Wenn der Präsi die Fans bepöbelt
Hannover 96 tut gerade alles dafür, abzusteigen. Normalerweise müsste ich mit einem Dauergrinsen durch die Gegend rennen, denn als Löwe kommt man bereits mit der herzlichen Abneigung gegen dieses hässliche und einfallslose Zahlenkonstrukt zur Welt. Und 48 mal 2 wird bei mir immer 97 ergeben. Trotzdem, seit dieser Saison ist das irgendwie anders.
Von Werder klauen heißt Siegen klauen
Die Ursache ist schnell gefunden: Ein etwa 50 Kilometer nördlich von Braunschweig beheimateter Autokonzern hat seine Betriebssportmannschaft in die Fußball-Bundesliga gekauft und ihr dort sogar zum Salatteller verholfen. Dagegen war der Pokalsieg der Roten (fast so lange her wie Eintrachts Deutsche Meisterschaft) regelrecht erträglich. Dieses Plastikgebilde, das von Werder Bremen die Vereinsfarben und den Wappenbuchstaben geklaut hat, ist mir derart zuwider, dass die gute alte Rivalität mit den Jungs aus der Möchtegern-Metropole ein gutes Stück in den Hintergrund tritt. Ich ertappe mich sogar manchmal dabei, dass ich nicht grinse, wenn die Roten mal wieder auf die Mütze bekommen haben!

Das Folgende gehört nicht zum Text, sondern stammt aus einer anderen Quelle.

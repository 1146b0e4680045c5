//! Shared utilities

pub mod logging;

pub use self::logging::*;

Undenkbar, oder? Aber es geht noch weiter. Manchmal fühle ich mich fast schon solidarisch mit den Fans von Hannover 96. Denn deren Präsident Martin Kind – der gern mal dadurch auffällt, dass er demokratische Entscheidungen nicht akzeptieren kann und sofort zum Onkel Richter rennen will – hat jetzt bei einer Podiumsdiskussion der Schaumburger Printmedien SN und SZ gegen die eigenen Fans gepöbelt:
„Die Hannoveraner und die Region reagieren wie die Mannschaft. Wir haben in Hannover diesen negativen Kreislauf, es kotzt mich an. Sie sollten ‘mal die Mannschaft in der Krise unterstützen. [...] Eigentlich haben es die Hannoveraner gar nicht verdient, dass man für sie kämpft“
Ah ja. Das Klatschvieh soll also doch bitte stillschweigend akzeptieren, wenn die Mannschaft eine Partie nach der anderen in die Grütze setzt und mit Rumpelfußball dafür sorgt, dass selbst der frenetischste Fan keine Lust mehr hat, das Team nach vorne zu brüllen.Klingt logisch. Oder?
Ich bin gespannt, wie die Fans jetzt reagieren.




Aus dem Mann spricht die Frustration darüber, daß nicht einmal in Hannover auch nur ein Fan hinter seinem Feldzug gegen die 50+1-Regelung steht. Zudem ist es doch recht einfach, durch derartiges Gepöbel vom eigenen Versagen abzulenken.